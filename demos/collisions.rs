//! How conflicting field names are merged instead of rejected.
//!
//! Run with: cargo run --example collisions

use form_json::{to_string, FormData};

fn show(title: &str, fields: &[(&str, &str)]) {
    let mut form = FormData::new();
    for (name, value) in fields {
        form.append_text(*name, *value, "text");
    }

    println!("{}:", title);
    for (name, value) in fields {
        println!("  {} = {}", name, value);
    }
    println!("  => {}\n", to_string(&form));
}

fn main() {
    show(
        "Repeated name",
        &[("bottle-on-wall", "1"), ("bottle-on-wall", "2"), ("bottle-on-wall", "3")],
    );
    show("Sparse indices", &[("hearbeat[0]", "thunk"), ("hearbeat[2]", "thunk")]);
    show(
        "Scalar, then indices, then keys",
        &[
            ("mix", "scalar"),
            ("mix[0]", "array 1"),
            ("mix[2]", "array 2"),
            ("mix[key]", "key key"),
            ("mix[car]", "car key"),
        ],
    );
    show("Same fields, other order", &[("a[0]", "i"), ("a", "s")]);
    show("Malformed name", &[("error[good]", "BOOM!"), ("error[bad", "BOOM BOOM!")]);
}
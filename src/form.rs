//! The ordered collection of entries a form submits.
//!
//! [`FormData`] preserves append order, which the encoder depends on: the
//! same fields appended in a different order can produce a different tree.
//!
//! Appending applies the usual form-submission newline rule: for `textarea`
//! controls the name and value, and for `file` controls the name, have every
//! line break (`CR`, `LF` or `CRLF`) normalized to `CRLF`.
//!
//! ```rust
//! use form_json::FormData;
//!
//! let mut form = FormData::new();
//! form.append_text("note", "one\ntwo", "textarea");
//! form.append_text("raw", "one\ntwo", "text");
//!
//! assert_eq!(form.to_string(), r#"{"note":"one\r\ntwo","raw":"one\ntwo"}"#);
//! ```

use crate::{Entry, FormFile};
use std::fmt;

/// An ordered form data set.
#[derive(Clone, Debug, PartialEq, Eq)]
pub struct FormData {
    entries: Vec<Entry>,
    normalize_newlines: bool,
}

impl FormData {
    /// Creates an empty set that normalizes line breaks on append.
    #[must_use]
    pub fn new() -> Self {
        FormData {
            entries: Vec::new(),
            normalize_newlines: true,
        }
    }

    /// Turns CRLF normalization of `textarea` and `file` entries on or off
    /// for entries appended afterwards.
    ///
    /// # Examples
    ///
    /// ```rust
    /// use form_json::FormData;
    ///
    /// let mut form = FormData::new().with_normalize_newlines(false);
    /// form.append_text("note", "one\ntwo", "textarea");
    /// assert_eq!(form.to_string(), r#"{"note":"one\ntwo"}"#);
    /// ```
    #[must_use]
    pub fn with_normalize_newlines(mut self, normalize: bool) -> Self {
        self.normalize_newlines = normalize;
        self
    }

    /// Appends a text field. `entry_type` is the control type, e.g. `"text"`,
    /// `"textarea"` or `"checkbox"`.
    pub fn append_text(
        &mut self,
        name: impl Into<String>,
        value: impl Into<String>,
        entry_type: &str,
    ) {
        self.append(Entry::text(name, value).with_type(entry_type));
    }

    /// Appends a file field.
    ///
    /// # Examples
    ///
    /// ```rust
    /// use form_json::{FormData, FormFile};
    ///
    /// let mut form = FormData::new();
    /// form.append_file("upload", FormFile::new("hi.txt", "text/plain", "hi"), "file");
    /// assert!(form.entries()[0].is_file());
    /// ```
    pub fn append_file(&mut self, name: impl Into<String>, file: FormFile, entry_type: &str) {
        self.append(Entry::file(name, file).with_type(entry_type));
    }

    pub fn append(&mut self, entry: Entry) {
        let entry = if self.normalize_newlines {
            entry.with_normalized_newlines()
        } else {
            entry
        };
        self.entries.push(entry);
    }

    #[must_use]
    pub fn entries(&self) -> &[Entry] {
        &self.entries
    }

    /// Returns an iterator over the entry names, in append order.
    pub fn names(&self) -> impl Iterator<Item = &str> + '_ {
        self.entries.iter().map(Entry::name)
    }

    pub fn iter(&self) -> std::slice::Iter<'_, Entry> {
        self.entries.iter()
    }

    #[must_use]
    pub fn len(&self) -> usize {
        self.entries.len()
    }

    #[must_use]
    pub fn is_empty(&self) -> bool {
        self.entries.is_empty()
    }
}

impl Default for FormData {
    fn default() -> Self {
        Self::new()
    }
}

impl fmt::Display for FormData {
    /// Renders the JSON encoding of the set with default options.
    fn fmt(&self, f: &mut fmt::Formatter<'_>) -> fmt::Result {
        f.write_str(&crate::to_string(self))
    }
}

impl<'a> IntoIterator for &'a FormData {
    type Item = &'a Entry;
    type IntoIter = std::slice::Iter<'a, Entry>;

    fn into_iter(self) -> Self::IntoIter {
        self.entries.iter()
    }
}

impl Extend<Entry> for FormData {
    fn extend<T: IntoIterator<Item = Entry>>(&mut self, iter: T) {
        for entry in iter {
            self.append(entry);
        }
    }
}

impl FromIterator<Entry> for FormData {
    fn from_iter<T: IntoIterator<Item = Entry>>(iter: T) -> Self {
        let mut form = FormData::new();
        form.extend(iter);
        form
    }
}

/// Replaces every bare `CR`, bare `LF` and `CRLF` with `CRLF`.
///
/// # Examples
///
/// ```rust
/// use form_json::form::normalize_line_breaks;
///
/// assert_eq!(normalize_line_breaks("a\rb\nc\r\nd"), "a\r\nb\r\nc\r\nd");
/// ```
#[must_use]
pub fn normalize_line_breaks(text: &str) -> String {
    let mut out = String::with_capacity(text.len());
    let mut chars = text.chars().peekable();
    while let Some(ch) = chars.next() {
        match ch {
            '\r' => {
                chars.next_if_eq(&'\n');
                out.push_str("\r\n");
            }
            '\n' => out.push_str("\r\n"),
            other => out.push(other),
        }
    }
    out
}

----

Once you find the line containing "depends on: the", stop: reproduce exactly that line and every line of the data before it, and nothing else.

filename demos/collisions.rs
//! How conflicting field names are merged instead of rejected.
//!
//! Run with: cargo run --example collisions

use form_json::{to_string, FormData};

fn show(title: &str, fields: &[(&str, &str)]) {
    let mut form = FormData::new();
    for (name, value) in fields {
        form.append_text(*name, *value, "text");
    }

    println!("{}:", title);
    for (name, value) in fields {
        println!("  {} = {}", name, value);
    }
    println!("  => {}\n", to_string(&form));
}

fn main() {
    show(
        "Repeated name",
        &[("bottle-on-wall", "1"), ("bottle-on-wall", "2"), ("bottle-on-wall", "3")],
    );
    show("Sparse indices", &[("hearbeat[0]", "thunk"), ("hearbeat[2]", "thunk")]);
    show(
        "Scalar, then indices, then keys",
        &[
            ("mix", "scalar"),
            ("mix[0]", "array 1"),
            ("mix[2]", "array 2"),
            ("mix[key]", "key key"),
            ("mix[car]", "car key"),
        ],
    );
    show("Same fields, other order", &[("a[0]", "i"), ("a", "s")]);
    show("Malformed name", &[("error[good]", "BOOM!"), ("error[bad", "BOOM BOOM!")]);
}
filename src/form.rs
//! The ordered collection of entries a form submits.
//!
//! [`FormData`] preserves append order, which the encoder depends on: the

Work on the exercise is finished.